Article ID: | iaor2007196 |
Country: | United Kingdom |
Volume: | 17 |
Issue: | 4 |
Start Page Number: | 378 |
End Page Number: | 389 |
Publication Date: | Jun 2006 |
Journal: | Production Planning & Control |
Authors: | Lee Young Hae, Jung Jung Woo, Eum Seung Chul, Park Sang Min, Nam Ho Ki |
Keywords: | production, neural networks |
In the current global business environment, it is very important to know how to allocate products from the producer to buyers (or distributors). If products are not appropriately distributed due to absence of an effective allocation policy, the producer and buyers cannot expect to increase customer satisfaction and financial profit. Sometimes some buyers can order more than the actual demand due to inappropriately forecasting customer orders. This is the big obstacle to the effective allocation of products. If the producer can become aware of buyers' actual demands, it is possible to realise high-level order fulfilment through the effective allocation of products. In this study, new allocation policies are proposed considering buyers' demands.

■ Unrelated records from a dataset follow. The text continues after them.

//! ilcstack CLI - installer for the Marlin/ilcsoft module stack

use anyhow::Result;
use clap::Parser;
use tracing_subscriber::EnvFilter;

mod cli;
mod commands;

use cli::{Cli, Commands, MessageFormat};
use ilcstack::util::context::StackFileNotFound;
use ilcstack::util::diagnostic::{self, suggestions, Diagnostic};
use ilcstack::util::shell::ColorChoice;
use ilcstack::util::{GlobalContext, Shell};
use ilcstack::InstallError;

fn main() {
    let cli = Cli::parse();
    let color = cli.color.parse().unwrap_or(ColorChoice::Auto);
    let shell = Shell::from_flags(
        cli.quiet,
        cli.verbose,
        color,
        cli.message_format == MessageFormat::Json,
    );

    if let Err(e) = run(cli, &shell) {
        report_error(&shell, &e);
        std::process::exit(1);
    }
}

fn run(cli: Cli, shell: &Shell) -> Result<()> {
    // Set up logging
    let filter = if cli.verbose {
        EnvFilter::new("ilcstack=debug")
    } else if cli.quiet || shell.is_json() {
        EnvFilter::new("ilcstack=error")
    } else {
        EnvFilter::new("ilcstack=info")
    };

    tracing_subscriber::fmt()
        .with_env_filter(filter)
        .with_writer(std::io::stderr)
        .with_target(false)
        .without_time()
        .init();

    let gctx = GlobalContext::new()?
        .with_stack_file(cli.stack)
        .with_verbose(cli.verbose);

    // Execute command
    match cli.command {
        Commands::Install(args) => commands::install::execute(args, &gctx, shell),
        Commands::Check(args) => commands::check::execute(args, &gctx, shell),
        Commands::Plan(args) => commands::plan::execute(args, &gctx, shell),
        Commands::Env(args) => commands::env::execute(args, &gctx, shell),
        Commands::Link(args) => commands::link::execute(args, &gctx, shell),
    }
}

fn report_error(shell: &Shell, e: &anyhow::Error) {
    if shell.is_json() {
        shell.error(format!("{:#}", e));
        return;
    }
    if let Some(err) = e.downcast_ref::<InstallError>() {
        diagnostic::emit(&err.to_diagnostic(), shell.use_color());
    } else if let Some(err) = e.downcast_ref::<StackFileNotFound>() {
        let diag = Diagnostic::error(err.to_string()).with_suggestion(suggestions::NO_STACK_FILE);
        diagnostic::emit(&diag, shell.use_color());
    } else {
        eprintln!("error: {:#}", e);
    }
}
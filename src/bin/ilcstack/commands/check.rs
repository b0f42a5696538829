//! `ilcstack check` command

use anyhow::{bail, Result};

use crate::cli::CheckArgs;
use crate::commands::load_prepared;
use ilcstack::ops::check::{check, format_report};
use ilcstack::util::shell::Status;
use ilcstack::util::{GlobalContext, Shell};

pub fn execute(_args: CheckArgs, gctx: &GlobalContext, shell: &Shell) -> Result<()> {
    let (loaded, prepared, runner) = load_prepared(gctx, shell)?;
    shell.status(Status::Checking, format!("{} modules", prepared.stack.len()));

    let report = check(&prepared, &loaded.settings, &runner);

    if shell.is_json() {
        let modules: Vec<_> = report
            .modules
            .iter()
            .map(|m| {
                serde_json::json!({
                    "module": m.module,
                    "version": m.version,
                    "mode": m.mode,
                    "complete": m.is_complete(),
                    "missing": m.missing,
                    "with": m.with,
                    "without": m.without,
                })
            })
            .collect();
        let tools: Vec<_> = report
            .tools
            .iter()
            .map(|t| serde_json::json!({ "name": t.name, "found": t.found, "required": t.required }))
            .collect();
        shell.json_event(&serde_json::json!({
            "reason": "check",
            "ok": report.is_ok(),
            "modules": modules,
            "tools": tools,
            "warnings": report.warnings,
        }));
    } else if !shell.is_quiet() {
        print!("{}", format_report(&report, shell.is_verbose()));
    }

    if !report.is_ok() {
        bail!("stack check failed");
    }
    shell.status(Status::Finished, "stack is consistent");
    Ok(())
}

The back propagation algorithm, one of the learning algorithms in neural network theory, is used to recognise actual demands from the previous buyers' orders. After excluding surplus demands included in buyers' demands, products are allocated to buyers according to one of the existing allocation policies depending on the company's decision. In the numerical examples, new allocation policies reducing buyers' surplus demands outperform previous allocation policies with respect to average amount of backorder.